PAC et Mercosur, la France donne de la voix
Agriculture. En déplacement à Quenne, la ministre de l’Agriculture, Annie Genevard, a annoncé le versement record de 4,68 milliards d’euros de la PAC, se pose en défenseur de la politique agricole commune et autonome tout en alertant sur les risques du Mercosur pour l’agriculture européenne.

Nommée pour la quatrième fois en un an au Ministère de l’Agriculture, la ministre doubienne, ancienne maire de Morteau, Annie Genevard, était présente à Quenne (Yonne) pour annoncer le lancement des versements des avances d’aides inhérentes à la Politique agricole commune (PAC). Un moment important pour les agriculteurs, qui permet d’améliorer leur trésorerie dans un contexte de crises multiples — rendement, climatiques, budgétaires ou financières. Réputée pour ses retards de versement, qui ont amené par le passé l’Union européenne à appliquer des pénalités financières aux États membres en cas de non-paiement, cette campagne de versements cumule les records : 4,68 milliards d’euros, dont 97,5 % seront versés sous trois jours à 263 966 exploitations. Des records rendus possibles par une évolution de procédure décidée il y a un an : désormais, les agriculteurs peuvent percevoir leurs aides même lorsqu’ils font l’objet d’un contrôle administratif, alors qu’auparavant ces versements étaient bloqués, alors que « en réalité, une fois les contrôles effectués, on s’apercevait qu’il y avait très peu de problèmes ».
L’unité de la PAC en jeu
À la veille des négociations, Annie Genevard a rappelé que la PAC n’était « ni une aumône ni une faveur », mais bien une « juste contribution de l’effort national et européen » envers ceux qui nourrissent la population. Elle a réaffirmé l’engagement de la France à renforcer le caractère commun de l’aide : « De nombreux pays ont déjà fait savoir à la Commission qu’ils n’étaient pas satisfaits de l’actuelle PAC, parce qu’elle a cessé d’être pleinement commune. Il faut qu’elle demeure suffisante dans son budget, un budget autonome. Je suis favorable à ce qu’elle reste une politique entièrement commune et non divisée entre une partie nationale et une partie européenne, car cela créerait des distorsions de concurrence entre les pays. » Une unité nécessaire, selon elle, pour affronter les défis à venir : le renouvellement des générations, l’adaptation au changement climatique et la réponse aux crises sanitaires : « Il est indispensable que, sur ces sujets, nous menions une politique coordonnée, comme cela a toujours été le cas. »

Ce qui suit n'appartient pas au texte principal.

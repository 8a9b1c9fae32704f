//! Tokenizer: raw text to a lazy stream of tokens.
//!
//! [`tokenize`] returns a [`Lexer`], a cloneable iterator producing one
//! [`Token`] per call. Lexing is a pure function of the input text - no
//! state is shared between lexers, so re-lexing the same text always yields
//! the same stream, and a lexer can be cloned mid-stream to look ahead.
//!
//! Whitespace and `;` line comments are trivia. An atom is a maximal run
//! of characters outside `(){}";'` and whitespace, classified after the
//! fact: `#t`/`#f` are booleans, an optional-sign digit run is an integer,
//! the same with exactly one decimal point is a float, and anything else
//! is a symbol. End of input is the end of the iterator.

use crate::LexError;
use nom::{
    IResult, Parser,
    branch::alt,
    bytes::complete::{take_till, take_while1},
    character::complete::{char, multispace1},
    combinator::value,
    multi::many0,
    sequence::preceded,
};

/// What a token is, with literal payloads already decoded.
#[derive(Debug, Clone, PartialEq)]
pub enum TokenKind<'a> {
    LeftParen,
    RightParen,
    /// The `'` quote shorthand.
    Quote,
    Integer(i64),
    Float(f64),
    Boolean(bool),
    /// A string literal with escape sequences resolved.
    Str(String),
    /// A symbol, borrowing its name from the source text.
    Symbol(&'a str),
}

/// A token plus the byte offset where it starts, for error reporting.
#[derive(Debug, Clone, PartialEq)]
pub struct Token<'a> {
    pub kind: TokenKind<'a>,
    pub position: usize,
}

/// Characters that terminate an atom. `{` and `}` are reserved and can
/// never start a token.
fn is_atom_char(c: char) -> bool {
    !c.is_whitespace() && !"(){}\";'".contains(c)
}

fn line_comment(input: &str) -> IResult<&str, &str> {
    preceded(char(';'), take_till(|c| c == '\n')).parse(input)
}

/// Consume any run of whitespace and line comments. Never fails.
fn trivia(input: &str) -> IResult<&str, ()> {
    value((), many0(alt((multispace1, line_comment)))).parse(input)
}

fn atom_chunk(input: &str) -> IResult<&str, &str> {
    take_while1(is_atom_char).parse(input)
}

/// True for a chunk (sign already stripped) shaped like a float literal:
/// exactly one decimal point, at least one digit, nothing else.
fn looks_like_float(body: &str) -> bool {
    let mut dots = 0;
    let mut digits = 0;
    for c in body.chars() {
        match c {
            '.' => dots += 1,
            d if d.is_ascii_digit() => digits += 1,
            _ => return false,
        }
    }
    dots == 1 && digits >= 1
}

fn classify_atom(chunk: &str, position: usize) -> Result<TokenKind<'_>, LexError> {
    match chunk {
        "#t" => return Ok(TokenKind::Boolean(true)),
        "#f" => return Ok(TokenKind::Boolean(false)),
        _ => {}
    }

    let body = chunk.strip_prefix(['+', '-']).unwrap_or(chunk);

    if !body.is_empty() && body.bytes().all(|b| b.is_ascii_digit()) {
        chunk
            .parse::<i64>()
            .map(TokenKind::Integer)
            .map_err(|_| LexError::InvalidNumber {
                literal: chunk.to_owned(),
                position,
            })
    } else if looks_like_float(body) {
        chunk
            .parse::<f64>()
            .map(TokenKind::Float)
            .map_err(|_| LexError::InvalidNumber {
                literal: chunk.to_owned(),
                position,
            })
    } else {
        Ok(TokenKind::Symbol(chunk))
    }
}

/// Tokenize `input`. The returned lexer is lazy; nothing is scanned until
/// the iterator is advanced.
pub fn tokenize(input: &str) -> Lexer<'_> {
    Lexer { input, rest: input }
}

/// A lazy token stream over borrowed source text.
#[derive(Debug, Clone)]
pub struct Lexer<'a> {
    input: &'a str,
    rest: &'a str,
}

impl<'a> Lexer<'a> {
    /// Byte offset of the next unconsumed character.
    fn offset(&self) -> usize {
        self.input.len() - self.rest.len()
    }

    /// Lex a string literal. `self.rest` starts at the opening quote;
    /// on return it sits after the closing quote (or at end of input on
    /// error).
    fn lex_string(&mut self, start: usize) -> Result<TokenKind<'a>, LexError> {
        let mut remaining = &self.rest[1..];
        let mut text = String::new();

        loop {
            let mut iter = remaining.chars();
            match iter.next() {
                Some('"') => {
                    self.rest = iter.as_str();
                    return Ok(TokenKind::Str(text));
                }
                Some('\\') => {
                    let escape_position = self.input.len() - remaining.len();
                    match iter.next() {
                        Some('n') => text.push('\n'),
                        Some('t') => text.push('\t'),
                        Some('r') => text.push('\r'),
                        Some('\\') => text.push('\\'),
                        Some('"') => text.push('"'),
                        Some(other) => {
                            self.rest = iter.as_str();
                            return Err(LexError::InvalidEscape {
                                escape: other,
                                position: escape_position,
                            });
                        }
                        None => {
                            self.rest = "";
                            return Err(LexError::UnterminatedString { position: start });
                        }
                    }
                    remaining = iter.as_str();
                }
                Some(ch) => {
                    text.push(ch);
                    remaining = iter.as_str();
                }
                None => {
                    self.rest = "";
                    return Err(LexError::UnterminatedString { position: start });
                }
            }
        }
    }
}

impl<'a> Iterator for Lexer<'a> {
    type Item = Result<Token<'a>, LexError>;

    fn next(&mut self) -> Option<Self::Item> {
        if let Ok((rest, ())) = trivia(self.rest) {
            self.rest = rest;
        }

        let mut chars = self.rest.chars();
        let first = chars.next()?;
        let position = self.offset();

        let kind = match first {
            '(' => {
                self.rest = chars.as_str();
                Ok(TokenKind::LeftParen)
            }
            ')' => {
                self.rest = chars.as_str();
                Ok(TokenKind::RightParen)
            }
            '\'' => {
                self.rest = chars.as_str();
                Ok(TokenKind::Quote)
            }
            '"' => self.lex_string(position),
            _ => match atom_chunk(self.rest) {
                Ok((rest, chunk)) => {
                    self.rest = rest;
                    classify_atom(chunk, position)
                }
                Err(_) => {
                    self.rest = chars.as_str();
                    Err(LexError::UnexpectedChar {
                        found: first,
                        position,
                    })
                }
            },
        };

        Some(kind.map(|kind| Token { kind, position }))
    }
}
//! Lexical environments: chained symbol-to-value frames with shared
//! ownership.
//!
//! A frame is never owned exclusively by one evaluation path - closures
//! keep their defining frame alive, and several closures routinely share
//! one parent. `Environment` is therefore a cheap `Rc` handle: cloning it
//! aliases the same frame, and `define` through any handle is visible
//! through every other handle to that frame. Mutation happens only via
//! `define` on the innermost frame, guarded by a `RefCell`; the interpreter
//! is single-threaded by construction.

use crate::EvalError;
use crate::value::{Builtin, Symbol, Value, intern};
use rustc_hash::FxHashMap;
use std::cell::RefCell;
use std::fmt;
use std::rc::Rc;

struct Frame {
    bindings: RefCell<FxHashMap<Symbol, Value>>,
    parent: Option<Environment>,
}

/// A shared handle to one environment frame (and, through it, the whole
/// parent chain).
#[derive(Clone)]
pub struct Environment {
    frame: Rc<Frame>,
}

impl Environment {
    /// Create an empty root frame.
    pub fn new() -> Self {
        Environment {
            frame: Rc::new(Frame {
                bindings: RefCell::new(FxHashMap::default()),
                parent: None,
            }),
        }
    }

    /// Create a fresh frame whose parent is this one. The parent is
    /// shared, not copied.
    pub fn child(&self) -> Self {
        Environment {
            frame: Rc::new(Frame {
                bindings: RefCell::new(FxHashMap::default()),
                parent: Some(self.clone()),
            }),
        }
    }

    /// Bind `name` in this frame, overwriting any existing binding here.
    /// Bindings in parent frames are shadowed, never modified.
    pub fn define(&self, name: Symbol, value: Value) {
        self.frame.bindings.borrow_mut().insert(name, value);
    }

    /// Look `name` up in this frame, then outward through the parents.
    pub fn lookup(&self, name: Symbol) -> Option<Value> {
        let mut frame: &Frame = &self.frame;
        loop {
            if let Some(value) = frame.bindings.borrow().get(&name) {
                return Some(value.clone());
            }
            match &frame.parent {
                Some(parent) => frame = &parent.frame,
                None => return None,
            }
        }
    }

    /// Register a named primitive in this frame. Used for the builtin
    /// library and available to embedders for custom primitives.
    pub fn register_builtin(
        &self,
        name: &str,
        func: impl Fn(&[Value]) -> Result<Value, EvalError> + 'static,
    ) {
        self.define(
            intern(name),
            Value::Builtin(Rc::new(Builtin::new(name, func))),
        );
    }

    /// All visible bindings, innermost frame winning, sorted by name.
    /// This backs the REPL's `:env` listing.
    pub fn bindings(&self) -> Vec<(Symbol, Value)> {
        fn collect(env: &Environment, into: &mut FxHashMap<Symbol, Value>) {
            if let Some(parent) = &env.frame.parent {
                collect(parent, into);
            }
            for (name, value) in env.frame.bindings.borrow().iter() {
                into.insert(*name, value.clone());
            }
        }

        let mut merged = FxHashMap::default();
        collect(self, &mut merged);

        let mut result: Vec<_> = merged.into_iter().collect();
        result.sort_by(|a, b| a.0.as_str().cmp(b.0.as_str()));
        result
    }
}

impl Default for Environment {
    fn default() -> Self {
        Environment::new()
    }
}

/// Environments compare by frame identity: two handles are equal exactly
/// when they alias the same frame.
impl PartialEq for Environment {
    fn eq(&self, other: &Self) -> bool {
        Rc::ptr_eq(&self.frame, &other.frame)
    }
}

impl fmt::Debug for Environment {
    fn fmt(&self, f: &mut fmt::Formatter<'_>) -> fmt::Result {
        let mut frames = 1;
        let mut frame: &Frame = &self.frame;
        while let Some(parent) = &frame.parent {
            frames += 1;
            frame = &parent.frame;
        }
        write!(
            f,
            "Environment(frames: {frames}, local: {})",
            self.frame.bindings.borrow().len()
        )
    }
}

Objectif de toute cela : maintenir des agriculteurs sur les territoires, soutenir la vie rurale, garantir la sécurité alimentaire et défendre notre souveraineté alimentaire : « On parle souvent de souveraineté militaire, mais il faut aussi pouvoir se nourrir : c’est tout l’enjeu de la souveraineté alimentaire. Défendre la PAC, a-t-elle ajouté, revient à défendre l’avenir des territoires, la souveraineté alimentaire et la sécurité alimentaire de la France et de l’Union européenne. »

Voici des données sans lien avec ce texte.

#[cfg(test)]
#[expect(clippy::unwrap_used)] // test code OK
mod tests {
    use super::*;
    use crate::builtins::create_global_env;
    use crate::reader::read;
    use crate::value::{nil, sym, val};

    /// Evaluate one source expression in the given environment.
    fn eval_str(source: &str, env: &Environment) -> Result<Value, EvalError> {
        let expr = read(source)
            .unwrap_or_else(|e| panic!("unexpected read error for {source:?}: {e}"))
            .expect("expected a form");
        eval(&expr, env)
    }

    /// Expected outcome of one test case.
    #[derive(Debug)]
    enum Outcome {
        /// Must evaluate to exactly this value.
        Evaluates(Value),
        /// Must fail with exactly this error.
        FailsWith(EvalError),
        /// Must succeed; the value itself is not checked (setup steps
        /// whose result is a closure).
        Succeeds,
    }
    use Outcome::{FailsWith, Succeeds};

    type Case = (&'static str, Outcome);

    fn ok<T: Into<Value>>(value: T) -> Outcome {
        Outcome::Evaluates(value.into())
    }

    fn check(source: &str, expected: &Outcome, env: &Environment, case_id: &str) {
        let actual = eval_str(source, env);
        match (actual, expected) {
            (Ok(actual), Outcome::Evaluates(value)) => {
                assert_eq!(actual, *value, "{case_id} {source:?}");
            }
            (Ok(_), Succeeds) => {}
            (Err(actual), FailsWith(error)) => {
                assert_eq!(actual, *error, "{case_id} {source:?}");
            }
            (actual, expected) => {
                panic!("{case_id} {source:?}: expected {expected:?}, got {actual:?}");
            }
        }
    }

    /// Run each case in a fresh global environment.
    fn run_isolated(cases: Vec<Case>) {
        for (i, (source, expected)) in cases.iter().enumerate() {
            let env = create_global_env();
            check(source, expected, &env, &format!("case #{}", i + 1));
        }
    }

    /// Run cases in order against one shared environment, so defines
    /// carry across.
    fn run_in_sequence(cases: Vec<Case>) {
        let env = create_global_env();
        for (i, (source, expected)) in cases.iter().enumerate() {
            check(source, expected, &env, &format!("step #{}", i + 1));
        }
    }

    #[test]
    fn test_self_evaluating_atoms() {
        run_isolated(vec![
            ("42", ok(42)),
            ("-271", ok(-271)),
            ("2.5", ok(2.5)),
            ("9223372036854775807", ok(i64::MAX)),
            ("#t", ok(true)),
            ("#f", ok(false)),
            ("\"hello\"", ok("hello")),
            ("\"\"", ok("")),
            ("()", ok(nil())),
        ]);
    }

    #[test]
    fn test_symbol_lookup() {
        run_isolated(vec![(
            "zzz",
            FailsWith(EvalError::UnboundSymbol("zzz".into())),
        )]);
        run_in_sequence(vec![
            ("(define x 42)", ok(42)),
            ("x", ok(42)),
            ("(+ x 8)", ok(50)),
            ("y", FailsWith(EvalError::UnboundSymbol("y".into()))),
        ]);
    }

    #[test]
    fn test_quote_never_evaluates_its_operand() {
        run_isolated(vec![
            ("(quote hello)", ok(sym("hello"))),
            ("(quote (1 2 3))", ok([1, 2, 3])),
            ("(quote ())", ok(nil())),
            ("'x", ok(sym("x"))),
            ("''x", ok(vec![sym("quote"), sym("x")])),
            // Unbound symbols inside a quote stay literal data.
            (
                "(quote (+ 1 undefined))",
                ok(vec![sym("+"), val(1), sym("undefined")]),
            ),
            ("(quote a b)", FailsWith(EvalError::arity(1, 2))),
        ]);
    }

    #[test]
    fn test_if_uses_truthiness() {
        run_isolated(vec![
            ("(if #t 1 2)", ok(1)),
            ("(if #f 1 2)", ok(2)),
            // Only #f and () are false: zero and the empty string are true.
            ("(if 0 1 2)", ok(1)),
            ("(if \"\" 1 2)", ok(1)),
            ("(if '() 1 2)", ok(2)),
            ("(if (> 5 3) \"yes\" \"no\")", ok("yes")),
            // A missing alternative evaluates to ().
            ("(if #f 1)", ok(nil())),
            ("(if #t 1)", ok(1)),
            // The untaken branch is never evaluated.
            ("(if #t 1 undefined)", ok(1)),
            ("(if #f undefined 2)", ok(2)),
            ("(if #t)", FailsWith(EvalError::arity(2, 1))),
        ]);
    }

    #[test]
    fn test_define_returns_and_overwrites() {
        run_in_sequence(vec![
            ("(define x 1)", ok(1)),
            ("x", ok(1)),
            ("(define x 2)", ok(2)),
            ("x", ok(2)),
            // define's result feeds into the surrounding expression.
            ("(+ (define y 5) y)", ok(10)),
        ]);
        run_isolated(vec![
            (
                "(define 123 4)",
                FailsWith(EvalError::TypeMismatch {
                    expected: "symbol",
                    found: "integer".into(),
                }),
            ),
            ("(define x)", FailsWith(EvalError::arity(2, 1))),
        ]);
    }

    #[test]
    fn test_lambda_validation() {
        run_isolated(vec![
            ("((lambda (x) (* x x)) 4)", ok(16)),
            ("((lambda (x y) (+ x y)) 3 4)", ok(7)),
            ("((lambda () 42))", ok(42)),
            // Arity is exact for closures.
            ("((lambda (a b) a) 1)", FailsWith(EvalError::arity(2, 1))),
            ("((lambda (a) a) 1 2)", FailsWith(EvalError::arity(1, 2))),
            (
                "(lambda (x x) x)",
                FailsWith(EvalError::TypeMismatch {
                    expected: "distinct parameter names",
                    found: "x".into(),
                }),
            ),
            (
                "(lambda x 42)",
                FailsWith(EvalError::TypeMismatch {
                    expected: "parameter list",
                    found: "symbol".into(),
                }),
            ),
            (
                "(lambda (1) 42)",
                FailsWith(EvalError::TypeMismatch {
                    expected: "symbol",
                    found: "integer".into(),
                }),
            ),
        ]);
    }

    #[test]
    fn test_closures_capture_by_reference() {
        // The classic adder: the inner lambda reads n from the invocation
        // frame of make-adder, long after make-adder returned.
        run_in_sequence(vec![
            (
                "(define make-adder (lambda (n) (lambda (x) (+ x n))))",
                Succeeds,
            ),
            ("((make-adder 5) 3)", ok(8)),
            // Two adders from the same maker get separate invocation
            // frames.
            ("(define add1 (make-adder 1))", Succeeds),
            ("(define add10 (make-adder 10))", Succeeds),
            ("(add1 5)", ok(6)),
            ("(add10 5)", ok(15)),
        ]);
    }

    #[test]
    fn test_capture_sees_later_defines() {
        // Frames are shared by reference, so a closure over the global
        // frame observes later redefinitions there.
        run_in_sequence(vec![
            ("(define y 100)", ok(100)),
            ("(define g (lambda () y))", Succeeds),
            ("(g)", ok(100)),
            ("(define y 200)", ok(200)),
            ("(g)", ok(200)),
        ]);
    }

    #[test]
    fn test_shadowing() {
        run_in_sequence(vec![
            ("(define x 1)", ok(1)),
            ("(define f (lambda (x) (+ x 10)))", Succeeds),
            // The parameter frame wins over the global binding.
            ("(f 5)", ok(15)),
            ("x", ok(1)),
            ("(f x)", ok(11)),
        ]);
    }

    #[test]
    fn test_recursive_functions() {
        // Self-reference works because the closure shares the global
        // frame where its own name is being defined.
        run_in_sequence(vec![
            (
                "(define fact (lambda (n) (if (< n 1) 1 (* n (fact (- n 1))))))",
                Succeeds,
            ),
            ("(fact 0)", ok(1)),
            ("(fact 5)", ok(120)),
            ("(fact 20)", ok(2432902008176640000i64)),
        ]);

        run_in_sequence(vec![
            (
                "(define even? (lambda (n) (if (= n 0) #t (odd? (- n 1)))))",
                Succeeds,
            ),
            (
                "(define odd? (lambda (n) (if (= n 0) #f (even? (- n 1)))))",
                Succeeds,
            ),
            ("(even? 8)", ok(true)),
            ("(odd? 8)", ok(false)),
        ]);
    }

    #[test]
    fn test_higher_order_functions() {
        run_in_sequence(vec![
            ("(define twice (lambda (f x) (f (f x))))", Succeeds),
            ("(define inc (lambda (x) (+ x 1)))", Succeeds),
            ("(twice inc 5)", ok(7)),
            // Builtins are first-class values too.
            ("(define plus +)", Succeeds),
            ("(plus 2 3)", ok(5)),
            ("((if #t + *) 2 3)", ok(5)),
            ("((if #f + *) 2 3)", ok(6)),
            ("((lambda (op a b) (op a b)) * 3 4)", ok(12)),
        ]);
    }

    #[test]
    fn test_and_or_short_circuit() {
        run_isolated(vec![
            ("(and)", ok(true)),
            ("(or)", ok(false)),
            ("(and 1 2 3)", ok(3)),
            ("(and 1 #f 3)", ok(false)),
            ("(and 1 '() 3)", ok(nil())),
            ("(or #f 7)", ok(7)),
            ("(or #f #f)", ok(false)),
            ("(or 1 2)", ok(1)),
            // The deciding operand stops evaluation; what follows is
            // never looked at.
            ("(and #f undefined)", ok(false)),
            ("(or 1 undefined)", ok(1)),
            (
                "(or #f undefined)",
                FailsWith(EvalError::UnboundSymbol("undefined".into())),
            ),
        ]);
    }

    #[test]
    fn test_special_forms_cannot_be_shadowed() {
        run_in_sequence(vec![
            // `if` is a fine symbol to bind...
            ("(define if 3)", ok(3)),
            // ...but in operator position the special form still wins.
            ("(if #t 1 2)", ok(1)),
        ]);
    }

    #[test]
    fn test_applying_a_non_procedure() {
        run_isolated(vec![
            (
                "(1 2 3)",
                FailsWith(EvalError::TypeMismatch {
                    expected: "procedure",
                    found: "integer".into(),
                }),
            ),
            (
                "(\"not-a-function\")",
                FailsWith(EvalError::TypeMismatch {
                    expected: "procedure",
                    found: "string".into(),
                }),
            ),
        ]);
    }

    #[test]
    fn test_errors_propagate_out_of_nesting() {
        run_isolated(vec![
            (
                "(+ 1 (car '()))",
                FailsWith(EvalError::TypeMismatch {
                    expected: "pair",
                    found: "()".into(),
                }),
            ),
            (
                "(if (car '()) 1 2)",
                FailsWith(EvalError::TypeMismatch {
                    expected: "pair",
                    found: "()".into(),
                }),
            ),
        ]);
    }

    #[test]
    fn test_depth_limit_cuts_off_runaway_recursion() {
        let env = create_global_env();
        let result = eval_str("((lambda (f) (f f)) (lambda (f) (f f)))", &env);
        assert_eq!(result.unwrap_err(), EvalError::StackDepthExceeded);

        // The environment is still usable afterwards.
        assert_eq!(eval_str("(+ 1 2)", &env).unwrap(), val(3));
    }

    #[test]
    fn test_step_budget() {
        let env = create_global_env();
        let expr = read("(+ 1 (+ 2 (+ 3 4)))").unwrap().unwrap();

        // Plenty of fuel: succeeds.
        let roomy = EvalContext::with_fuel(1_000);
        assert_eq!(eval_with_context(&expr, &env, &roomy).unwrap(), val(10));

        // Too little fuel: ResourceExhausted, not a wrong answer.
        let tight = EvalContext::with_fuel(3);
        assert_eq!(
            eval_with_context(&expr, &env, &tight).unwrap_err(),
            EvalError::ResourceExhausted
        );
    }
}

Mercosur : un traité « d’un autre âge »
Autre sujet majeur de préoccupation pour le monde agricole, le traité du Mercosur. Pour la ministre Annie Genevard : « Un projet dans l’air du temps depuis 30 ans et qui n’est pas conclu, c’est donc qu’il est d’un autre âge ». Opposée à sa signature avec d’autres pays dont la Hongrie, la Roumanie, l’Autriche, l’Irlande, la Belgique, la Pologne et l’Italie, la France s’est montrée « très moteur pour approcher une minorité de blocage ». Malgré cette opposition, le projet a néanmoins été signé en Uruguay et en catimini par la Présidente de la Commission, Ursula von der Leyen : « Cet accord pose deux problèmes majeurs : il expose les productions européennes, notamment la viande bovine, le poulet, le sucre, l’éthanol et le miel, à une concurrence que l’on juge grave et préoccupante, et il manque de réciprocité de mode de production ».
Face à cette fronde, la Commission a accepté le principe d’une clause de sauvegarde, défendue par le Président de la République, qui permettrait de mettre un frein d’urgence pour stopper les importations en cas de déséquilibre de marché de plus de 10 % en prix ou en volume. La ministre reconnaît toutefois que : « le travail sur la réciprocité des normes reste difficile en raison de la signature prématurée de Madame von der Leyen, et des actions judiciaires sont en cours, notamment pour dénoncer le "splitage" de l’accord ».